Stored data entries
Start of Block
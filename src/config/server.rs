//! Server configuration

use serde::Deserialize;
use std::net::SocketAddr;

use super::error::ValidationError;

/// Server configuration
#[derive(Debug, Clone, Deserialize)]
pub struct ServerConfig {
    /// Host address to bind to
    #[serde(default = "default_host")]
    pub host: String,

    /// Port to listen on
    #[serde(default = "default_port")]
    pub port: u16,

    /// Environment name
    #[serde(default = "default_environment")]
    pub environment: Environment,

    /// Rust log filter directive
    #[serde(default = "default_log_level")]
    pub log_level: String,

    /// Request timeout in seconds
    #[serde(default = "default_request_timeout")]
    pub request_timeout_secs: u64,

    /// CORS allowed origins (comma-separated)
    pub cors_origins: Option<String>,
}

/// Application environment
#[derive(Debug, Clone, Deserialize, PartialEq, Eq, Default)]
#[serde(rename_all = "lowercase")]
pub enum Environment {
    #[default]
    Development,
    Staging,
    Production,
}

impl ServerConfig {
    /// Get the socket address to bind to
    pub fn socket_addr(&self) -> Result<SocketAddr, ValidationError> {
        format!("{}:{}", self.host, self.port)
            .parse()
            .map_err(|_| ValidationError::MissingRequired("SERVER_HOST"))
    }

    /// Check if running in production
    pub fn is_production(&self) -> bool {
        self.environment == Environment::Production
    }

    /// Get CORS origins as a vector
    pub fn cors_origins_list(&self) -> Vec<String> {
        self.cors_origins
            .as_ref()
            .map(|s| s.split(',').map(|s| s.trim().to_string()).collect())
            .unwrap_or_default()
    }

    /// Validate server configuration
    pub fn validate(&self) -> Result<(), ValidationError> {
        if self.port == 0 {
            return Err(ValidationError::InvalidPort);
        }
        if self.request_timeout_secs == 0 || self.request_timeout_secs > 300 {
            return Err(ValidationError::InvalidTimeout);
        }
        Ok(())
    }
}

impl Default for ServerConfig {
    fn default() -> Self {
        Self {
            host: default_host(),
            port: default_port(),
            environment: default_environment(),
            log_level: default_log_level(),
            request_timeout_secs: default_request_timeout(),
            cors_origins: None,
        }
    }
}

fn default_host() -> String {
    "0.0.0.0".to_string()
}

fn default_port() -> u16 {
    8080
}

fn default_environment() -> Environment {
    Environment::Development
}

fn default_log_level() -> String {
    "info,speakwise=debug,sqlx=warn".to_string()
}

fn default_request_timeout() -> u64 {
    30
}

#[cfg(test)]
mod tests {
    use super::*;

    #[test]
    fn defaults_bind_all_interfaces() {
        let config = ServerConfig::default();
        assert_eq!(config.host, "0.0.0.0");
        assert_eq!(config.port, 8080);
        assert_eq!(config.environment, Environment::Development);
        assert!(config.validate().is_ok());
    }

    #[test]
    fn port_zero_is_rejected() {
        let config = ServerConfig {
            port: 0,
            ..Default::default()
        };
        assert!(matches!(
            config.validate(),
            Err(ValidationError::InvalidPort)
        ));
    }

    #[test]
    fn cors_origins_split_and_trimmed() {
        let config = ServerConfig {
            cors_origins: Some("https://a.example, https://b.example".to_string()),
            ..Default::default()
        };
        assert_eq!(
            config.cors_origins_list(),
            vec!["https://a.example", "https://b.example"]
        );
    }
}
End of Block
# [Assignment]
Transcribe the records exactly as they appear.

# [Your response]
filename src/config/server.rs
//! Server configuration

use serde::Deserialize;
use std::net::SocketAddr;

use super::error::ValidationError;

/// Server configuration
#[derive(Debug, Clone, Deserialize)]
pub struct ServerConfig {
    /// Host address to bind to
    #[serde(default = "default_host")]
    pub host: String,

    /// Port to listen on
    #[serde(default = "default_port")]
    pub port: u16,

    /// Environment name
    #[serde(default = "default_environment")]
    pub environment: Environment,

    /// Rust log filter directive
    #[serde(default = "default_log_level")]
    pub log_level: String,

    /// Request timeout in seconds
    #[serde(default = "default_request_timeout")]
    pub request_timeout_secs: u64,

    /// CORS allowed origins (comma-separated)
    pub cors_origins: Option<String>,
}

/// Application environment
#[derive(Debug, Clone, Deserialize, PartialEq, Eq, Default)]
#[serde(rename_all = "lowercase")]
pub enum Environment {
    #[default]
    Development,
    Staging,
    Production,
}

impl ServerConfig {
    /// Get the socket address to bind to
    pub fn socket_addr(&self) -> Result<SocketAddr, ValidationError> {
        format!("{}:{}", self.host, self.port)
            .parse()
            .map_err(|_| ValidationError::MissingRequired("SERVER_HOST"))
    }

    /// Check if running in production
    pub fn is_production(&self) -> bool {
        self.environment == Environment::Production
    }

    /// Get CORS origins as a vector
    pub fn cors_origins_list(&self) -> Vec<String> {
        self.cors_origins
            .as_ref()
            .map(|s| s.split(',').map(|s| s.trim().to_string()).collect())
            .unwrap_or_default()
    }

    /// Validate server configuration
    pub fn validate(&self) -> Result<(), ValidationError> {
        if self.port == 0 {
            return Err(ValidationError::InvalidPort);
        }
        if self.request_timeout_secs == 0 || self.request_timeout_secs > 300 {
            return Err(ValidationError::InvalidTimeout);
        }
        Ok(())
    }
}

impl Default for ServerConfig {
    fn default() -> Self {
        Self {
            host: default_host(),
            port: default_port(),
            environment: default_environment(),
            log_level: default_log_level(),
            request_timeout_secs: default_request_timeout(),
            cors_origins: None,
        }
    }
}

fn default_host() -> String {
    "0.0.0.0".to_string()
}

fn default_port() -> u16 {
    8080
}

fn default_environment() -> Environment {
    Environment::Development
}

fn default_log_level() -> String {
    "info,speakwise=debug,sqlx=warn".to_string()
}

fn default_request_timeout() -> u64 {
    30
}

#[cfg(test)]
mod tests {
    use super::*;

    #[test]
    fn defaults_bind_all_interfaces() {
        let config = ServerConfig::default();
        assert_eq!(config.host, "0.0.0.0");
        assert_eq!(config.port, 8080);
        assert_eq!(config.environment, Environment::Development);
        assert!(config.validate().is_ok());
    }

    #[test]
    fn port_zero_is_rejected() {
        let config = ServerConfig {
            port: 0,
            ..Default::default()
        };
        assert!(matches!(
            config.validate(),
            Err(ValidationError::InvalidPort)
        ));
    }

    #[test]
    fn cors_origins_split_and_trimmed() {
        let config = ServerConfig {
            cors_origins: Some("https://a.example, https://b.example".to_string()),
            ..Default::default()
        };
        assert_eq!(
            config.cors_origins_list(),
            vec!["https://a.example", "https://b.example"]
        );
    }
}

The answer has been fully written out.